Toujours pas d'accord sur le service minimum à la SNCB

©Hollandse Hoogte

La direction et les syndicats du rail n'ont pas réussi à tomber d'accord à propos de l'instauration d'un service minimum à la SNCB. Le ministre Bellot entre en action.

Aucun accord n'a pu être trouvé, mercredi, au Compté de pilotage pour l'élaboration par les partenaires sociaux d'une proposition permettant la mise en place d'un service minimum à la SNCB, précise HR Rail dans un communiqué. 

La proposition d'HR Rail reprend le fait qu'en cas de grève annoncée, un plan de transport adapté sera élaboré en fonction des membres du personnel disponibles dans les "catégories opérationnelles essentielles", explique la CSC-Transcom. "Cependant, ces 'catégories opérationnelles essentielles' sont très nombreuses. En effet, pour qu'un train roule en toute sécurité, il faut non seulement un conducteur mais aussi un accompagnateur, des signaleurs, un service de sécurité, des speakers... Que ce soit pour un train ou pour dix, il faudra du personnel dans chaque cabine", souligne le syndicat chrétien. 
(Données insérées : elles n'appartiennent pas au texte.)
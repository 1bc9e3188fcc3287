//! Stable assemblages and their properties along a user-drawn path.

use ps_core::{PhaseSet, Point2, Real};
use ps_solver::{Solver, SolverSession};
use ps_topology::ResultBlock;
use tracing::{debug, info};

use crate::error::{GridError, GridResult};
use crate::explorer::Explorer;
use crate::expr::Expr;
use crate::grid::CellStatus;

/// `n` points along the polyline through `path`, evenly spaced in the
/// vertex-index parameter.
pub fn sample_path(path: &[Point2], n: usize) -> Vec<Point2> {
    match (path.len(), n) {
        (0, _) | (_, 0) => Vec::new(),
        (1, _) => vec![path[0]; n],
        (len, 1) => vec![path[0].lerp(path[len - 1], 0.5)],
        (len, _) => {
            let span = (len - 1) as Real;
            (0..n)
                .map(|i| {
                    let t = span * i as Real / (n - 1) as Real;
                    let seg = (t.floor() as usize).min(len - 2);
                    path[seg].lerp(path[seg + 1], t - seg as Real)
                })
                .collect()
        }
    }
}

/// Results collected along a path. `results[i]` is `None` where the point
/// is outside every field or the calculation failed.
#[derive(Clone, Debug, Default, PartialEq)]
pub struct PathData {
    pub points: Vec<Point2>,
    pub fields: Vec<Option<PhaseSet>>,
    pub results: Vec<Option<ResultBlock>>,
    /// How many points ended without a result.
    pub missed: usize,
}

impl PathData {
    /// Values of `expr` on `phase` along the path.
    pub fn values(&self, phase: &str, expr: &str) -> GridResult<Vec<Option<Real>>> {
        let parsed = Expr::parse(expr)?;
        self.results
            .iter()
            .map(|block| {
                let Some(vars) = block.as_ref().and_then(|b| b.data.as_ref()).and_then(|d| d.get(phase))
                else {
                    return Ok(None);
                };
                parsed.eval(vars).map(Some).map_err(|what| GridError::Expr {
                    expr: expr.to_string(),
                    what,
                })
            })
            .collect()
    }
}

impl Explorer {
    /// Solve the stable assemblage at `n` points along `path`, seeding each
    /// calculation from the closest solved grid node of the same field.
    pub fn path_data<S: Solver>(
        &self,
        path: &[Point2],
        n: usize,
        solver: &mut S,
        session: &mut SolverSession,
    ) -> GridResult<PathData> {
        let grid = self.grid().ok_or(GridError::NotGridded)?;
        let ratio = self.section().ratio();
        let mut data = PathData::default();
        for p in sample_path(path, n) {
            let key = self.identify(p).cloned();
            let mut result = None;
            if let Some(key) = &key {
                let seed = grid
                    .masks
                    .get(key)
                    .and_then(|mask| grid.nearest_in_mask(p, mask, ratio))
                    .and_then(|(r, c)| {
                        let cell = grid.cell(r, c);
                        if cell.status == CellStatus::Solved {
                            return cell.result.clone();
                        }
                        grid.neighbours(r, c).into_iter().find_map(|(rn, cn)| {
                            let cell = grid.cell(rn, cn);
                            (cell.status == CellStatus::Solved).then(|| cell.result.clone()).flatten()
                        })
                    });
                if let Some(g) = seed.and_then(|b| b.guess) {
                    session.guesses = g;
                }
                let phases = key.difference(&self.section().excess);
                let run = solver.calc_assemblage(session, &phases, p)?;
                if run.is_ok() && run.samples.len() == 1 {
                    result = run.samples.into_iter().next().map(|s| s.result);
                } else {
                    debug!(x = p.x, y = p.y, "path point failed");
                }
            }
            if result.is_none() {
                data.missed += 1;
            }
            data.points.push(p);
            data.fields.push(key);
            data.results.push(result);
        }
        info!(points = data.points.len(), missed = data.missed, "path done");
        Ok(data)
    }
}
"Que ce soit pour un train ou pour dix, il faudra du personnel dans chaque cabine."
CSC-Transcom

"Dans la proposition, il est indiqué que l'agent qui désire travailler doit le signaler au plus tard 72 heures avant le début de la grève. Le travailleur ne pourra plus, par la suite, revenir sur sa décision. Ceci est une atteinte au droit de grève individuel", poursuit la CSC-Transcom. 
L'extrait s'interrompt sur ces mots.